Change the memory depth: Change the memory depth

Installing

There is a PyPi package that can be installed using

pip install pydho800

Simple example to fetch waveforms:

from pydho800.pydho800 import PYDHO800

with DHO800(address = "10.0.0.123") as dho:
    print(f"Identify: {dho.identify()}")

    dho.set_channel_enable(0, True)
    dho.set_channel_enable(1, True)

    dho.set_run_mode(OscilloscopeRunMode.RUN)
    dho.set_run_mode(OscilloscopeRunMode.STOP)

    data = dho.query_waveform((0, 1))
    print(data)

    import matplotlib.pyplot as plt
    plt.plot(data['x'], data['y0'], label = "Ch1")
    plt.plot(data['x'], data['y1'], label = "Ch2")

    # Note if only one channel were enabled, it would be accessed by:
    # plt.plot(data['x'], data['y'], label = "Ch1")

    plt.show()

Note that numpy usage is optional for this implementation. One can enable numpy support using useNumpy = True in the constructor.
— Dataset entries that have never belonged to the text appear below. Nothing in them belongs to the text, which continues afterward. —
//! Local-cache port and the per-form-type key layout.

use crate::taskboard::domain::FormType;
use std::sync::Arc;
use thiserror::Error;

/// Result type for local-cache operations.
pub type LocalCacheResult<T> = Result<T, LocalCacheError>;

/// Key-value cache local to the operator's session.
///
/// Serves as the write-through mirror of the durable store and as the sole
/// store for unauthenticated sessions. Values are JSON strings. Operations
/// are synchronous; the cache lives in the same process as the form model.
pub trait LocalCache: Send + Sync {
    /// Reads the value stored under the key, if any.
    fn get(&self, key: &str) -> LocalCacheResult<Option<String>>;

    /// Stores a value under the key, replacing any previous value.
    fn put(&self, key: &str, value: &str) -> LocalCacheResult<()>;

    /// Removes the key. Removing a missing key is not an error.
    fn remove(&self, key: &str) -> LocalCacheResult<()>;
}

/// Errors returned by local-cache implementations.
#[derive(Debug, Clone, Error)]
pub enum LocalCacheError {
    /// Storage-layer failure.
    #[error("local cache error: {0}")]
    Storage(Arc<dyn std::error::Error + Send + Sync>),
}

impl LocalCacheError {
    /// Wraps a storage error.
    pub fn storage(err: impl std::error::Error + Send + Sync + 'static) -> Self {
        Self::Storage(Arc::new(err))
    }
}

/// The cache keys mirroring one form type's state.
///
/// Layout per form type: `<prefix>-date`, `<prefix>-turnData`,
/// `<prefix>-tasks`, `<prefix>-tableRows` and `<prefix>-activeTab`, with
/// the prefix taken from [`FormType::cache_prefix`].
#[derive(Debug, Clone, PartialEq, Eq)]
pub struct CacheKeys {
    date: String,
    turn_data: String,
    tasks: String,
    table_rows: String,
    active_tab: String,
}

impl CacheKeys {
    /// Builds the key set for the given form type.
    #[must_use]
    pub fn for_form(form_type: FormType) -> Self {
        let prefix = form_type.cache_prefix();
        Self {
            date: format!("{prefix}-date"),
            turn_data: format!("{prefix}-turnData"),
            tasks: format!("{prefix}-tasks"),
            table_rows: format!("{prefix}-tableRows"),
            active_tab: format!("{prefix}-activeTab"),
        }
    }

    /// Key holding the mirrored form date.
    #[must_use]
    pub fn date(&self) -> &str {
        &self.date
    }

    /// Key holding the mirrored turn metadata.
    #[must_use]
    pub fn turn_data(&self) -> &str {
        &self.turn_data
    }

    /// Key holding the mirrored task values.
    #[must_use]
    pub fn tasks(&self) -> &str {
        &self.tasks
    }

    /// Key holding the mirrored processing table.
    #[must_use]
    pub fn table_rows(&self) -> &str {
        &self.table_rows
    }

    /// Key holding the mirrored active tab.
    #[must_use]
    pub fn active_tab(&self) -> &str {
        &self.active_tab
    }

    /// Iterates over every key of the layout.
    pub fn iter(&self) -> impl Iterator<Item = &str> {
        [
            self.date.as_str(),
            self.turn_data.as_str(),
            self.tasks.as_str(),
            self.table_rows.as_str(),
            self.active_tab.as_str(),
        ]
        .into_iter()
    }
}
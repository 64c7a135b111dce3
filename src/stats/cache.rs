//! Clock-driven expiring cache.

use chrono::{DateTime, TimeDelta, Utc};
use mockable::Clock;
use std::collections::HashMap;
use std::hash::Hash;
use std::sync::Arc;

/// Expiring cache for computed dashboard statistics.
///
/// Entries live for a fixed time-to-live from insertion; reads consult the
/// injected clock, so a lookup past the TTL misses even if nothing has
/// evicted the entry yet.
#[derive(Clone)]
pub struct StatsCache<T, V, K>
where
    T: Eq + Hash,
    V: Clone,
    K: Clock + Send + Sync,
{
    entries: HashMap<T, (V, DateTime<Utc>)>,
    ttl: TimeDelta,
    clock: Arc<K>,
}

impl<T, V, K> StatsCache<T, V, K>
where
    T: Eq + Hash,
    V: Clone,
    K: Clock + Send + Sync,
{
    /// Creates an empty cache with the given time-to-live.
    #[must_use]
    pub fn new(ttl: TimeDelta, clock: Arc<K>) -> Self {
        Self {
            entries: HashMap::new(),
            ttl,
            clock,
        }
    }

    /// Returns the cached value for the key when it has not expired.
    #[must_use]
    pub fn get(&self, key: &T) -> Option<V> {
        let now = self.clock.utc();
        self.entries.get(key).and_then(|(value, stored_at)| {
            (now - *stored_at < self.ttl).then(|| value.clone())
        })
    }

    /// Stores a value under the key, stamping the current clock time.
    pub fn put(&mut self, key: T, value: V) {
        let now = self.clock.utc();
        self.entries.insert(key, (value, now));
    }

    /// Removes every expired entry.
    pub fn purge_expired(&mut self) {
        let now = self.clock.utc();
        let ttl = self.ttl;
        self.entries
            .retain(|_, (_, stored_at)| now - *stored_at < ttl);
    }

    /// Removes every entry regardless of age.
    pub fn clear(&mut self) {
        self.entries.clear();
    }

    /// Returns the number of entries held, expired ones included.
    #[must_use]
    pub fn len(&self) -> usize {
        self.entries.len()
    }

    /// Returns whether the cache holds no entries at all.
    #[must_use]
    pub fn is_empty(&self) -> bool {
        self.entries.is_empty()
    }
}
Querying additional statistics

This module allows - via the pylabdevs base class to query additional statistics:

  • mean Calculates the mean values and standard deviations
    • A single value for each channels mean at ["means"]["yN_avg"] and a single value for each standard deviation at ["means"]["yN_std"] where N is the channel number
  • fft runs Fourier transform on all queried traces
    • The result is stored in ["fft"]["yN"] (complex values) and in ["fft"]["yN_real"] for the real valued Fourier transform. Again N is the channel number
  • ifft runs inverse Fourier transform on all queried traces
    • Works as fft but runs the inverse Fourier transform and stores its result in ifft instead of fft
  • correlate calculates the correlation between all queried waveform pairs.
    • The result of the correlations are stored in ["correlation"]["yNyM"] for the correlation between channels M and N
  • autocorrelate performs calculation of the autocorrelation of each queried channel.
    • The result of the autocorrelation is stored in ["autocorrelation"]["yN"] for channel N

To request calculation of statistics pass the string for the desired statistic or a list of statistics to the stats parameter of query_waveform:

with DHO800(address = "10.0.0.123") as dho:
	data = dho.query_waveform((1,2), stats = [ 'mean', 'fft' ])

Supported methods

More documentation in progress ...

  • identify()
  • Connection management (when not using with context management):
    • connect()
    • disconnect()
  • set_channel_enable(channel, enabled)
  • is_channel_enabled(channel)
  • set_sweep_mode(mode)
  • get_sweep_mode()
  • set_trigger_mode(mode)
  • get_trigger_mode()
  • force_trigger()
  • set_timebase_mode(mode)
  • get_timebase_mode()
  • set_run_mode(mode)
  • get_run_mode()
  • set_timebase_scale(secondsPerDivision)
  • get_timebase_scale()
  • set_channel_coupling(channel, couplingMode)
  • get_channel_coupling(channel)
  • set_channel_probe_ratio(channel, ratio)
  • get_channel_probe_ratio(channel)
  • set_channel_scale(channel, scale)
  • get_channel_scale(channel)
  • query_waveform(channel, stats = None)
  • off()

Project details


Download files

Download the file for your platform. If you're not sure which to choose, learn more about installing packages.

Source Distribution

pydho800-0.0.8.tar.gz (10.4 kB view details)

Uploaded Source

Built Distribution

If you're not sure about the file name format, learn more about wheel file names.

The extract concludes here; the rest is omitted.